I – A justa causa compreende três elementos: o comportamento culposo do trabalhador; comportamento grave em si mesmo e de consequências danosas e o nexo de causalidade entre este comportamento e a impossibilidade de subsistência da relação laboral face àquela gravidade, ou seja, o comportamento tem de ser imputado ao trabalhador a título de culpa (com dolo ou negligência) e a gravidade e impossibilidade devem ser apreciadas em termos objetivos e concretos relativamente à empresa.
II – Tendo em conta que a sanção disciplinar visa reagir contra o comportamento inadequado do trabalhador, procurando harmonizar este para o futuro com o interesse do empregador, e sendo o objetivo natural daquela sanção, de natureza corretiva, intimidatória e conservatória, só no caso de uma sanção deste tipo se mostrar inadequada ou insuficiente para repor a normalidade da relação de trabalho, se poderá aceitar, como razoável e justo, aplicar-se uma sanção rescisória do contrato.

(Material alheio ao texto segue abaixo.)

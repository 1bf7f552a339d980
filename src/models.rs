use std::fmt;
use std::str::FromStr;

use chrono::{DateTime, NaiveDate, Utc};
use serde::{Deserialize, Serialize};
use uuid::Uuid;

/// Qualitative health of a signal.
#[derive(Debug, Clone, Copy, PartialEq, Eq, Hash, Serialize, Deserialize)]
#[serde(rename_all = "lowercase")]
pub enum Status {
    Green,
    Amber,
    Red,
}

impl Status {
    pub fn as_str(self) -> &'static str {
        match self {
            Status::Green => "green",
            Status::Amber => "amber",
            Status::Red => "red",
        }
    }
}

impl fmt::Display for Status {
    fn fmt(&self, f: &mut fmt::Formatter<'_>) -> fmt::Result {
        f.write_str(self.as_str())
    }
}

impl FromStr for Status {
    type Err = String;

    fn from_str(value: &str) -> Result<Self, Self::Err> {
        match value.trim().to_ascii_lowercase().as_str() {
            "green" => Ok(Status::Green),
            "amber" => Ok(Status::Amber),
            "red" => Ok(Status::Red),
            other => Err(format!("unknown status '{other}'")),
        }
    }
}

#[derive(Debug, Clone, Copy, PartialEq, Eq, Serialize, Deserialize)]
#[serde(rename_all = "lowercase")]
pub enum Comparator {
    Lt,
    Gt,
}

impl Comparator {
    pub fn as_str(self) -> &'static str {
        match self {
            Comparator::Lt => "lt",
            Comparator::Gt => "gt",
        }
    }
}

impl FromStr for Comparator {
    type Err = String;

    fn from_str(value: &str) -> Result<Self, Self::Err> {
        match value.trim().to_ascii_lowercase().as_str() {
            "lt" => Ok(Comparator::Lt),
            "gt" => Ok(Comparator::Gt),
            other => Err(format!("unknown comparator '{other}'")),
        }
    }
}

/// Exact (domino, signal) pair used as the key everywhere.
#[derive(Debug, Clone, PartialEq, Eq, Hash, PartialOrd, Ord, Serialize, Deserialize)]
pub struct SignalKey {
    pub domino_id: i32,
    pub signal_name: String,
}

impl SignalKey {
    pub fn new(domino_id: i32, signal_name: impl Into<String>) -> Self {
        Self {
            domino_id,
            signal_name: signal_name.into(),
        }
    }
}

impl fmt::Display for SignalKey {
    fn fmt(&self, f: &mut fmt::Formatter<'_>) -> fmt::Result {
        write!(f, "domino {} / {}", self.domino_id, self.signal_name)
    }
}

#[derive(Debug, Clone)]
pub struct SignalStatus {
    pub key: SignalKey,
    /// Stored as text so a hand-edited row with an odd value still round-trips.
    pub status: String,
    pub is_override: bool,
    pub updated_at: Option<DateTime<Utc>>,
    pub updated_by: Option<String>,
}

#[derive(Debug, Clone)]
pub struct DataPoint {
    pub key: SignalKey,
    pub raw_value: String,
    pub created_at: DateTime<Utc>,
}

#[derive(Debug, Clone, PartialEq)]
pub struct ThresholdDefinition {
    pub key: SignalKey,
    pub comparator: Comparator,
    pub amber: f64,
    pub red: f64,
}

/// A threshold row as read from the dynamic table, before validation.
#[derive(Debug, Clone)]
pub struct ThresholdRow {
    pub domino_id: i32,
    pub signal_name: String,
    pub comparator: String,
    pub amber: Option<f64>,
    pub red: Option<f64>,
}

/// Audit record for one confirmed status transition. Also the alert payload.
#[derive(Debug, Clone, Serialize, Deserialize)]
pub struct SignalChange {
    #[serde(default = "Uuid::new_v4")]
    pub id: Uuid,
    pub domino_id: i32,
    pub signal_name: String,
    pub old_status: String,
    pub new_status: String,
    #[serde(default = "default_trigger")]
    pub trigger_type: String,
    #[serde(default)]
    pub reason: Option<String>,
    #[serde(default = "Utc::now")]
    pub changed_at: DateTime<Utc>,
}

fn default_trigger() -> String {
    "manual".to_string()
}

impl SignalChange {
    pub fn is_escalation(&self) -> bool {
        self.new_status.eq_ignore_ascii_case(Status::Red.as_str())
    }
}

#[derive(Debug, Clone, Copy, PartialEq, Eq, Serialize, Deserialize)]
#[serde(rename_all = "lowercase")]
pub enum Outcome {
    Hit,
    Miss,
    Partial,
}

impl Outcome {
    pub fn as_str(self) -> &'static str {
        match self {
            Outcome::Hit => "hit",
            Outcome::Miss => "miss",
            Outcome::Partial => "partial",
        }
    }
}

#[derive(Debug, Clone, Copy, PartialEq, Eq)]
pub enum ThresholdOperator {
    Gt,
    Gte,
    Lt,
    Lte,
}

impl ThresholdOperator {
    /// Anything other than the four known spellings means `>=`.
    pub fn parse(value: Option<&str>) -> Self {
        match value.map(str::trim) {
            Some(">") => ThresholdOperator::Gt,
            Some("<") => ThresholdOperator::Lt,
            Some("<=") => ThresholdOperator::Lte,
            _ => ThresholdOperator::Gte,
        }
    }

    pub fn symbol(self) -> &'static str {
        match self {
            ThresholdOperator::Gt => ">",
            ThresholdOperator::Gte => ">=",
            ThresholdOperator::Lt => "<",
            ThresholdOperator::Lte => "<=",
        }
    }

    pub fn holds(self, current: f64, target: f64) -> bool {
        match self {
            ThresholdOperator::Gt => current > target,
            ThresholdOperator::Gte => current >= target,
            ThresholdOperator::Lt => current < target,
            ThresholdOperator::Lte => current <= target,
        }
    }
}

#[derive(Debug, Clone, PartialEq, Eq)]
pub enum Direction {
    Up,
    Down,
    Other(String),
}

impl Direction {
    pub fn parse(value: Option<&str>) -> Self {
        match value.map(|v| v.trim().to_ascii_lowercase()) {
            Some(v) if v == "up" => Direction::Up,
            Some(v) if v == "down" => Direction::Down,
            Some(v) => Direction::Other(v),
            None => Direction::Other(String::new()),
        }
    }
}

impl fmt::Display for Direction {
    fn fmt(&self, f: &mut fmt::Formatter<'_>) -> fmt::Result {
        match self {
            Direction::Up => f.write_str("up"),
            Direction::Down => f.write_str("down"),
            Direction::Other(raw) if raw.is_empty() => f.write_str("(none)"),
            Direction::Other(raw) => f.write_str(raw),
        }
    }
}

/// Type-specific condition of a prediction, one variant per type tag.
#[derive(Debug, Clone, PartialEq)]
pub enum PredictionCondition {
    Threshold {
        target: Option<f64>,
        operator: ThresholdOperator,
    },
    Direction {
        baseline: Option<f64>,
        direction: Direction,
    },
    Range {
        min: Option<f64>,
        max: Option<f64>,
    },
    Unknown {
        kind: String,
    },
}

#[derive(Debug, Clone)]
pub struct Prediction {
    pub id: Uuid,
    pub signal_id: Option<Uuid>,
    pub condition: PredictionCondition,
    /// Raw domino/signal carried in the payload, used when the link is missing.
    pub fallback: Option<SignalKey>,
    pub statement: String,
    pub target_date: NaiveDate,
    pub created_at: DateTime<Utc>,
    pub scored_at: Option<DateTime<Utc>>,
    pub outcome: Option<Outcome>,
}

#[derive(Debug, Clone, Default, Serialize)]
pub struct RunSummary {
    pub evaluated: usize,
    pub changed: usize,
    pub errors: Vec<String>,
}

#[derive(Debug, Clone, Default, Serialize)]
pub struct ScoringSummary {
    pub evaluated: usize,
    pub scored: usize,
    pub errors: Vec<String>,
}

III – A existência de justa causa só será, assim, de admitir se os factos praticados pelo trabalhador se refletirem sobre o desenvolvimento normal da relação de trabalho, afetando-o em termos tais que o interesse do despedimento deva prevalecer sobre o interesse oposto da permanência do contrato.